Our client is a full-service marketing firm founded by four marketing professionals that rose from the depths of the dotcom bust in San Francisco.
The Perfect Storm
San Francisco’s proactive approach in the 2010s to luring companies away from Silicon Valley established the City as the new epicenter for the tech economy. Over the past decade tech firms and coworking space providers gradually expanded into the City which more than doubled rents creating one of the country’s most expensive office markets. As a result, many traditional businesses and institutions were squeezed out of the City’s most desirable buildings and submarkets.
Then, on March 17, 2020, San Francisco issued a stay-at-home order. According to CoStar, daily asking rents on that date in the Financial District submarket were $74.59/RSF and vacancy was very tight at 6.5%. Two years later, San Francisco had the highest sublease availability rate in the country. On St. Patrick’s Day 2022, market uncertainty caused by the pandemic had tripled vacancy in the Financial District to a staggering 19.8% and had driven down asking rents to $59.20/RSF.
In the slow recovery from the pandemic San Francisco, with a large population of work-from-anywhere friendly companies, sat at the bottom of major metros nationwide in return-to-office rates. The energy that attracted tech firm employees to working and living in the City became the very thing that employees of work-from-anywhere companies now want to avoid.
When our client’s Civic Center submarket lease expired amid the pandemic they temporarily shifted to a work-from-home model while also securing a small coworking office for the principals rather than renew an office lease that they weren’t using. Because they were on a month-to-month lease and had clearly defined business and real estate objectives they were well prepared when the time came to return to the office.
One of their most important requirements was for the office to be located near public transportation which in San Francisco means along BART, Muni bus, light rail Metro trains, streetcar and iconic cable cars lines. To find the best combination of value and fit we searched for turnkey spaces with little to no tenant improvement work required. And, the building had to be dog friendly.
Solution & Process
The good news for tenants is that the pandemic has created plenty of options. In fact, you could easily find over 100 spaces that met their rough size, layout, and location criteria. We needed to refine our search to a manageable list of space alternatives.
Class of Office Building. We settled on Class B Office buildings which offer “character” without the abundant amenities that a class A building have. They tend to have average finishes, adequate systems and overall good condition.
Term. Pre-COVID there was a direct correlation between the lease term you were willing to commit to and the quantity and quality of options you would have. But that all changed with the pandemic. Some Landlords that previously demanded five- or seven-year lease terms were now insisting on shorter terms. Some didn’t but that needed to be vetted. Our client was steadfast in their desire for a longer lease term to minimize the future disruption to their business.
Budget. Rather than focusing on rent per square foot, we determined up front what the budget was for occupancy costs including but not limited to operating expenses “pass-through”, base rent escalations, parking, utilities, janitorial, relocation, insurance, furniture, and other office fees. Focusing only on the alternatives that didn’t exceed their budget helped refine our search to a manageable list of alternatives. A building with the lowest base rent doesn’t always guarantee the lowest cost of occupancy.
Layout. No two spaces with the same square footage are the same. A rectangular space is much more efficient and will support more people than layouts with round or angled corners. We required some open space for collaboration, two medium offices, a small conference room and a kitchenette. We focused only on alternatives with efficient layouts that supported our requirements.
Amenities. Fiber internet, walking distance to transportation, quality bathrooms and even the number of electrical outlets were differentiators between similar space alternatives. These were not all deal breakers, but we communicated the desire for these amenities up front and were more quickly able to refine our search to a manageable list of alternatives.
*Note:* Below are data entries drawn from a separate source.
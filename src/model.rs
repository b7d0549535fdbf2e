//! Records the metrics read: one set per GitHub repository, produced by the
//! ingestion side and stored as-is. Nothing in `metrics` mutates them.

use chrono::{DateTime, NaiveDate, Utc};
use serde::{Deserialize, Serialize};

/// Iteration name for issues outside every sprint.
pub const BACKLOG: &str = "Backlog";

/// A tracked GitHub repository.
#[derive(Debug, Clone, PartialEq, Serialize, Deserialize)]
#[serde(rename_all = "camelCase")]
pub struct Project {
    pub id: String,
    #[serde(default)]
    pub user_id: String,
    pub name: String,
    #[serde(default)]
    pub full_name: Option<String>,
    #[serde(default)]
    pub start_date: Option<DateTime<Utc>>,
    #[serde(default)]
    pub end_date: Option<DateTime<Utc>>,
    #[serde(default)]
    pub total_commits: u64,
    /// At most one entry per calendar day.
    #[serde(default)]
    pub daily_deployments: Vec<DailyDeployment>,
}

impl Project {
    /// Short name, falling back to `owner/repo`.
    pub fn display_name(&self) -> &str {
        if !self.name.is_empty() {
            &self.name
        } else {
            self.full_name.as_deref().unwrap_or(&self.id)
        }
    }
}

#[derive(Debug, Clone, PartialEq, Serialize, Deserialize)]
pub struct DailyDeployment {
    pub date: NaiveDate,
    pub count: u64,
}

#[derive(Debug, Clone, PartialEq, Eq, Serialize, Deserialize)]
#[serde(rename_all = "camelCase")]
pub struct Author {
    pub username: String,
    #[serde(default)]
    pub profile_image_url: Option<String>,
}

#[derive(Debug, Clone, PartialEq, Serialize, Deserialize)]
#[serde(rename_all = "camelCase")]
pub struct Review {
    pub reviewer: String,
    #[serde(default)]
    pub status: String,
    #[serde(default)]
    pub submitted_at: Option<DateTime<Utc>>,
}

#[derive(Debug, Clone, PartialEq, Default, Serialize, Deserialize)]
#[serde(rename_all = "camelCase", default)]
pub struct PullRequest {
    pub repository_id: String,
    pub title: String,
    pub repository_name: Option<String>,
    /// First element is the primary author.
    pub author: Vec<Author>,
    pub created_at: Option<DateTime<Utc>>,
    pub first_commit_at: Option<DateTime<Utc>>,
    pub pr_submitted_at: Option<DateTime<Utc>>,
    pub first_review_at: Option<DateTime<Utc>>,
    pub all_approved_at: Option<DateTime<Utc>>,
    pub merged_at: Option<DateTime<Utc>>,
    pub additions: u64,
    pub deletions: u64,
    pub commit_count: Option<u64>,
    pub reviews: Vec<Review>,
}

impl PullRequest {
    pub fn primary_author(&self) -> Option<&Author> {
        self.author.first()
    }

    /// Weighted change volume: deletions count half.
    pub fn size(&self) -> f64 {
        self.additions as f64 + self.deletions as f64 * 0.5
    }
}

#[derive(Debug, Clone, PartialEq, Default, Serialize, Deserialize)]
#[serde(rename_all = "camelCase", default)]
pub struct Issue {
    pub repository_id: String,
    pub title: String,
    pub status: String,
    pub labels: Vec<String>,
    /// Login of the issue author.
    pub author: Option<String>,
    pub created_at: Option<DateTime<Utc>>,
    pub closed_at: Option<DateTime<Utc>>,
    pub is_bug: bool,
    /// Iteration (sprint) name the issue is planned into.
    pub iteration: Option<String>,
}

#[derive(Debug, Clone, PartialEq, Serialize, Deserialize)]
#[serde(rename_all = "camelCase")]
pub struct Sprint {
    pub repository_id: String,
    pub name: String,
    #[serde(default)]
    pub start_date: Option<DateTime<Utc>>,
    #[serde(default)]
    pub end_date: Option<DateTime<Utc>>,
}

impl Sprint {
    /// The `[start, end]` window when both ends are known.
    pub fn window(&self) -> Option<(DateTime<Utc>, DateTime<Utc>)> {
        Some((self.start_date?, self.end_date?))
    }

    pub fn contains(&self, at: &DateTime<Utc>) -> bool {
        self.window()
            .map(|(start, end)| *at >= start && *at <= end)
            .unwrap_or(false)
    }
}

/// One row per repository per calendar day.
#[derive(Debug, Clone, PartialEq, Serialize, Deserialize)]
#[serde(rename_all = "camelCase")]
pub struct DailyStats {
    pub repository_id: String,
    pub date: NaiveDate,
    #[serde(default)]
    pub total_commits: u64,
    /// Mean minutes-to-close of bugs closed that day; 0 when none closed.
    #[serde(default)]
    pub bug_fix_time: f64,
}

/// Everything stored for one repository; replaced as a unit.
#[derive(Debug, Clone, PartialEq)]
pub struct ProjectRecords {
    pub project: Project,
    pub pull_requests: Vec<PullRequest>,
    pub issues: Vec<Issue>,
    pub sprints: Vec<Sprint>,
    pub daily_stats: Vec<DailyStats>,
}

impl ProjectRecords {
    pub fn new(project: Project) -> Self {
        Self {
            project,
            pull_requests: Vec::new(),
            issues: Vec::new(),
            sprints: Vec::new(),
            daily_stats: Vec::new(),
        }
    }
}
Plan B. We thoroughly researched, toured, and engaged our options to give us a Plan B in case we were unable to work out an agreement with our top alternative. There is no negotiation leverage if you aren’t willing to walk.
The Shift in Negotiating Leverage
For the first time in a decade, tenants that were previously priced out of the highest quality spaces in San Francisco have gained negotiating leverage created by two years of pandemic. Office space with modern amenities in transit friendly locations can act as a catalyst for return-to-office initiatives as well as a competitive advantage for recruiting new talent.
As tenant representatives we work exclusively with tenants. Never landlords. We ended up negotiating a five-year direct lease for our client that was 42.9% below the 2020 starting rent for the same space. The landlord offered a large palette of concessions to make the lease even more enticing including tenant improvements, free rent, an OPEX cap, and a one-time exemption on a property tax pass-through in the event the building is sold to an outside buyer.
Now, a 42.9% drop in negotiated rent from pre-pandemic may be an outlier but it signals a shift in negotiating leverage from landlords to tenants.
Despite the pandemic, talent remains the fuel for viability and growth. While some tech firms with work-from-anywhere policies struggle with the uncertainty around their need for office space, businesses that want their employees to work from a central location are taking advantage of the staggering vacancy rate and return to the most desirable buildings and locations in San Francisco.